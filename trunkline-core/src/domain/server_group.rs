//! Server groups and their health-check policy.

use serde::{Deserialize, Serialize};
use std::collections::{BTreeSet, HashSet};
use std::fmt;
use std::time::Duration;

use crate::domain::element::ServerGroupElement;
use crate::domain::endpoint::Transport;

/// Load balancing strategy used within one rank tier.
#[derive(Debug, Clone, Copy, PartialEq, Eq, Hash, Default, Serialize, Deserialize)]
#[serde(rename_all = "kebab-case")]
pub enum LbType {
    /// Strict rank order with a deterministic tie-break.
    #[default]
    HighestQ,
    /// Weighted random order among candidates of equal rank.
    Weight,
    /// Call-ID rendezvous hash among candidates of equal rank.
    CallId,
}

/// How a group's elements are obtained.
#[derive(Debug, Clone, PartialEq, Eq, Hash)]
pub enum GroupKind {
    /// Elements are listed in configuration.
    Static,
    /// Elements are resolved through SRV (or A) records at routing time.
    DnsSrvA {
        /// Host name to resolve.
        host: String,
        /// Port used for A-record answers; SRV answers carry their own.
        port: Option<u16>,
    },
}

/// OPTIONS ping settings for a server group.
#[derive(Debug, Clone, PartialEq, Eq)]
pub struct PingPolicy {
    /// Policy name.
    pub name: String,
    /// Probe period while elements are up.
    pub up_interval: Duration,
    /// Probe period while elements are down.
    pub down_interval: Duration,
    /// Per-probe timeout.
    pub timeout: Duration,
    /// Response codes that mark an element down.
    pub failure_codes: HashSet<u16>,
    /// Extra attempts made by the up-pipeline after a failed probe.
    pub retries: u32,
    /// Fixed pause between up-pipeline retries.
    pub retry_delay: Duration,
    /// Max-Forwards value for the probe request.
    pub max_forwards: u8,
}

impl Default for PingPolicy {
    fn default() -> Self {
        Self {
            name: "default".to_string(),
            up_interval: Duration::from_secs(30),
            down_interval: Duration::from_secs(5),
            timeout: Duration::from_millis(500),
            failure_codes: [408, 500, 502, 503, 504].into_iter().collect(),
            retries: 1,
            retry_delay: Duration::from_millis(500),
            max_forwards: 70,
        }
    }
}

impl PingPolicy {
    /// Whether a probe response code counts as a failure.
    pub fn is_failure(&self, code: u16) -> bool {
        self.failure_codes.contains(&code)
    }
}

/// A named, ordered set of destinations sharing a balancing and failover policy.
///
/// Groups are immutable snapshots: reconfiguration and DNS re-resolution
/// always build a new group instead of editing one in place.
#[derive(Debug, Clone, PartialEq)]
pub struct ServerGroup {
    /// Unique group name.
    pub name: String,
    /// Network the group is reached through.
    pub network: String,
    /// Elements in routing order.
    pub elements: BTreeSet<ServerGroupElement>,
    /// Strategy within equal-rank tiers.
    pub lb_type: LbType,
    /// Static or DNS-backed.
    pub kind: GroupKind,
    /// Transport used for DNS lookups and A-record answers.
    pub transport: Transport,
    /// Failover policy name; resolved against the policy table.
    pub failover_policy: String,
    /// Health-check settings, if probing is enabled.
    pub ping_policy: Option<PingPolicy>,
}

impl ServerGroup {
    /// Start building a static group.
    pub fn builder(name: impl Into<String>) -> ServerGroupBuilder {
        ServerGroupBuilder::new(name)
    }

    /// Whether elements come from DNS.
    pub fn is_dynamic(&self) -> bool {
        matches!(self.kind, GroupKind::DnsSrvA { .. })
    }

    /// Whether the health monitor should probe this group.
    pub fn is_probe_enabled(&self) -> bool {
        self.ping_policy.is_some()
    }
}

impl fmt::Display for ServerGroup {
    fn fmt(&self, f: &mut fmt::Formatter<'_>) -> fmt::Result {
        write!(f, "{} ({} elements)", self.name, self.elements.len())
    }
}

/// Builder for [`ServerGroup`].
#[derive(Debug)]
pub struct ServerGroupBuilder {
    group: ServerGroup,
}

impl ServerGroupBuilder {
    /// Create a builder for a static group on the default network.
    pub fn new(name: impl Into<String>) -> Self {
        Self {
            group: ServerGroup {
                name: name.into(),
                network: "default".to_string(),
                elements: BTreeSet::new(),
                lb_type: LbType::default(),
                kind: GroupKind::Static,
                transport: Transport::Udp,
                failover_policy: "global".to_string(),
                ping_policy: None,
            },
        }
    }

    /// Set the network.
    pub fn network(mut self, network: impl Into<String>) -> Self {
        self.group.network = network.into();
        self
    }

    /// Add an element; its group back-reference is set to this group.
    pub fn element(mut self, mut element: ServerGroupElement) -> Self {
        element.group = self.group.name.clone();
        self.group.elements.insert(element);
        self
    }

    /// Set the load balancer type.
    pub fn lb_type(mut self, lb_type: LbType) -> Self {
        self.group.lb_type = lb_type;
        self
    }

    /// Make the group DNS-backed.
    pub fn dns(mut self, host: impl Into<String>, port: Option<u16>) -> Self {
        self.group.kind = GroupKind::DnsSrvA {
            host: host.into(),
            port,
        };
        self
    }

    /// Set the transport.
    pub fn transport(mut self, transport: Transport) -> Self {
        self.group.transport = transport;
        self
    }

    /// Set the failover policy name.
    pub fn failover_policy(mut self, name: impl Into<String>) -> Self {
        self.group.failover_policy = name.into();
        self
    }

    /// Enable probing with the given policy.
    pub fn ping_policy(mut self, policy: PingPolicy) -> Self {
        self.group.ping_policy = Some(policy);
        self
    }

    /// Finish the group.
    pub fn build(self) -> ServerGroup {
        self.group
    }
}

#[cfg(test)]
mod tests {
    use super::*;

    #[test]
    fn builder_sets_element_back_reference() {
        let group = ServerGroup::builder("SG1")
            .element(ServerGroupElement::new(
                "1.1.1.1",
                5060,
                Transport::Udp,
                0.9,
                1,
                "other",
            ))
            .build();

        assert_eq!(group.elements.iter().next().unwrap().group, "SG1");
        assert!(!group.is_dynamic());
        assert!(!group.is_probe_enabled());
    }
}
impl PingPolicySettings {
    fn to_policy(&self) -> Result<PingPolicy> {
        for (field, value) in [
            ("up_interval_ms", self.up_interval_ms),
            ("down_interval_ms", self.down_interval_ms),
            ("timeout_ms", self.timeout_ms),
        ] {
            if value == 0 {
                return Err(Error::config(format!(
                    "ping policy '{}': {field} must be positive",
                    self.name
                )));
            }
        }
        Ok(PingPolicy {
            name: self.name.clone(),
            up_interval: Duration::from_millis(self.up_interval_ms),
            down_interval: Duration::from_millis(self.down_interval_ms),
            timeout: Duration::from_millis(self.timeout_ms),
            failure_codes: self.failure_codes.iter().copied().collect(),
            retries: self.retries,
            retry_delay: Duration::from_millis(self.retry_delay_ms),
            max_forwards: self.max_forwards,
        })
    }
}

/// `[[server_groups.elements]]` entry.
#[derive(Debug, Clone, Serialize, Deserialize)]
#[serde(deny_unknown_fields)]
pub struct ElementSettings {
    /// Host name or IP literal
    pub host: String,
    /// Port; defaults to the transport's default port
    #[serde(default)]
    pub port: Option<u16>,
    /// Transport; defaults to the group's
    #[serde(default)]
    pub transport: Option<String>,
    /// Rank in [0, 1]
    #[serde(default = "default_q_value")]
    pub q_value: f32,
    /// Weight among equal ranks
    #[serde(default = "default_weight")]
    pub weight: u32,
}

fn default_q_value() -> f32 {
    1.0
}

fn default_weight() -> u32 {
    100
}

____

Exercise goal:
An exact copy of every record is what the answer must contain.

Task output:
filename trunkline-core/src/domain/server_group.rs
//! Server groups and their health-check policy.

use serde::{Deserialize, Serialize};
use std::collections::{BTreeSet, HashSet};
use std::fmt;
use std::time::Duration;

use crate::domain::element::ServerGroupElement;
use crate::domain::endpoint::Transport;

/// Load balancing strategy used within one rank tier.
#[derive(Debug, Clone, Copy, PartialEq, Eq, Hash, Default, Serialize, Deserialize)]
#[serde(rename_all = "kebab-case")]
pub enum LbType {
    /// Strict rank order with a deterministic tie-break.
    #[default]
    HighestQ,
    /// Weighted random order among candidates of equal rank.
    Weight,
    /// Call-ID rendezvous hash among candidates of equal rank.
    CallId,
}

/// How a group's elements are obtained.
#[derive(Debug, Clone, PartialEq, Eq, Hash)]
pub enum GroupKind {
    /// Elements are listed in configuration.
    Static,
    /// Elements are resolved through SRV (or A) records at routing time.
    DnsSrvA {
        /// Host name to resolve.
        host: String,
        /// Port used for A-record answers; SRV answers carry their own.
        port: Option<u16>,
    },
}

/// OPTIONS ping settings for a server group.
#[derive(Debug, Clone, PartialEq, Eq)]
pub struct PingPolicy {
    /// Policy name.
    pub name: String,
    /// Probe period while elements are up.
    pub up_interval: Duration,
    /// Probe period while elements are down.
    pub down_interval: Duration,
    /// Per-probe timeout.
    pub timeout: Duration,
    /// Response codes that mark an element down.
    pub failure_codes: HashSet<u16>,
    /// Extra attempts made by the up-pipeline after a failed probe.
    pub retries: u32,
    /// Fixed pause between up-pipeline retries.
    pub retry_delay: Duration,
    /// Max-Forwards value for the probe request.
    pub max_forwards: u8,
}

impl Default for PingPolicy {
    fn default() -> Self {
        Self {
            name: "default".to_string(),
            up_interval: Duration::from_secs(30),
            down_interval: Duration::from_secs(5),
            timeout: Duration::from_millis(500),
            failure_codes: [408, 500, 502, 503, 504].into_iter().collect(),
            retries: 1,
            retry_delay: Duration::from_millis(500),
            max_forwards: 70,
        }
    }
}

impl PingPolicy {
    /// Whether a probe response code counts as a failure.
    pub fn is_failure(&self, code: u16) -> bool {
        self.failure_codes.contains(&code)
    }
}

/// A named, ordered set of destinations sharing a balancing and failover policy.
///
/// Groups are immutable snapshots: reconfiguration and DNS re-resolution
/// always build a new group instead of editing one in place.
#[derive(Debug, Clone, PartialEq)]
pub struct ServerGroup {
    /// Unique group name.
    pub name: String,
    /// Network the group is reached through.
    pub network: String,
    /// Elements in routing order.
    pub elements: BTreeSet<ServerGroupElement>,
    /// Strategy within equal-rank tiers.
    pub lb_type: LbType,
    /// Static or DNS-backed.
    pub kind: GroupKind,
    /// Transport used for DNS lookups and A-record answers.
    pub transport: Transport,
    /// Failover policy name; resolved against the policy table.
    pub failover_policy: String,
    /// Health-check settings, if probing is enabled.
    pub ping_policy: Option<PingPolicy>,
}

impl ServerGroup {
    /// Start building a static group.
    pub fn builder(name: impl Into<String>) -> ServerGroupBuilder {
        ServerGroupBuilder::new(name)
    }

    /// Whether elements come from DNS.
    pub fn is_dynamic(&self) -> bool {
        matches!(self.kind, GroupKind::DnsSrvA { .. })
    }

    /// Whether the health monitor should probe this group.
    pub fn is_probe_enabled(&self) -> bool {
        self.ping_policy.is_some()
    }
}

impl fmt::Display for ServerGroup {
    fn fmt(&self, f: &mut fmt::Formatter<'_>) -> fmt::Result {
        write!(f, "{} ({} elements)", self.name, self.elements.len())
    }
}

/// Builder for [`ServerGroup`].
#[derive(Debug)]
pub struct ServerGroupBuilder {
    group: ServerGroup,
}

impl ServerGroupBuilder {
    /// Create a builder for a static group on the default network.
    pub fn new(name: impl Into<String>) -> Self {
        Self {
            group: ServerGroup {
                name: name.into(),
                network: "default".to_string(),
                elements: BTreeSet::new(),
                lb_type: LbType::default(),
                kind: GroupKind::Static,
                transport: Transport::Udp,
                failover_policy: "global".to_string(),
                ping_policy: None,
            },
        }
    }

    /// Set the network.
    pub fn network(mut self, network: impl Into<String>) -> Self {
        self.group.network = network.into();
        self
    }

    /// Add an element; its group back-reference is set to this group.
    pub fn element(mut self, mut element: ServerGroupElement) -> Self {
        element.group = self.group.name.clone();
        self.group.elements.insert(element);
        self
    }

    /// Set the load balancer type.
    pub fn lb_type(mut self, lb_type: LbType) -> Self {
        self.group.lb_type = lb_type;
        self
    }

    /// Make the group DNS-backed.
    pub fn dns(mut self, host: impl Into<String>, port: Option<u16>) -> Self {
        self.group.kind = GroupKind::DnsSrvA {
            host: host.into(),
            port,
        };
        self
    }

    /// Set the transport.
    pub fn transport(mut self, transport: Transport) -> Self {
        self.group.transport = transport;
        self
    }

    /// Set the failover policy name.
    pub fn failover_policy(mut self, name: impl Into<String>) -> Self {
        self.group.failover_policy = name.into();
        self
    }

    /// Enable probing with the given policy.
    pub fn ping_policy(mut self, policy: PingPolicy) -> Self {
        self.group.ping_policy = Some(policy);
        self
    }

    /// Finish the group.
    pub fn build(self) -> ServerGroup {
        self.group
    }
}

#[cfg(test)]
mod tests {
    use super::*;

    #[test]
    fn builder_sets_element_back_reference() {
        let group = ServerGroup::builder("SG1")
            .element(ServerGroupElement::new(
                "1.1.1.1",
                5060,
                Transport::Udp,
                0.9,
                1,
                "other",
            ))
            .build();

        assert_eq!(group.elements.iter().next().unwrap().group, "SG1");
        assert!(!group.is_dynamic());
        assert!(!group.is_probe_enabled());
    }
}
impl PingPolicySettings {
    fn to_policy(&self) -> Result<PingPolicy> {
        for (field, value) in [
            ("up_interval_ms", self.up_interval_ms),
            ("down_interval_ms", self.down_interval_ms),
            ("timeout_ms", self.timeout_ms),
        ] {
            if value == 0 {
                return Err(Error::config(format!(
                    "ping policy '{}': {field} must be positive",
                    self.name
                )));
            }
        }
        Ok(PingPolicy {
            name: self.name.clone(),
            up_interval: Duration::from_millis(self.up_interval_ms),
            down_interval: Duration::from_millis(self.down_interval_ms),
            timeout: Duration::from_millis(self.timeout_ms),
            failure_codes: self.failure_codes.iter().copied().collect(),
            retries: self.retries,
            retry_delay: Duration::from_millis(self.retry_delay_ms),
            max_forwards: self.max_forwards,
        })
    }
}

/// `[[server_groups.elements]]` entry.
#[derive(Debug, Clone, Serialize, Deserialize)]
#[serde(deny_unknown_fields)]
pub struct ElementSettings {
    /// Host name or IP literal
    pub host: String,
    /// Port; defaults to the transport's default port
    #[serde(default)]
    pub port: Option<u16>,
    /// Transport; defaults to the group's
    #[serde(default)]
    pub transport: Option<String>,
    /// Rank in [0, 1]
    #[serde(default = "default_q_value")]
    pub q_value: f32,
    /// Weight among equal ranks
    #[serde(default = "default_weight")]
    pub weight: u32,
}

fn default_q_value() -> f32 {
    1.0
}

fn default_weight() -> u32 {
    100
}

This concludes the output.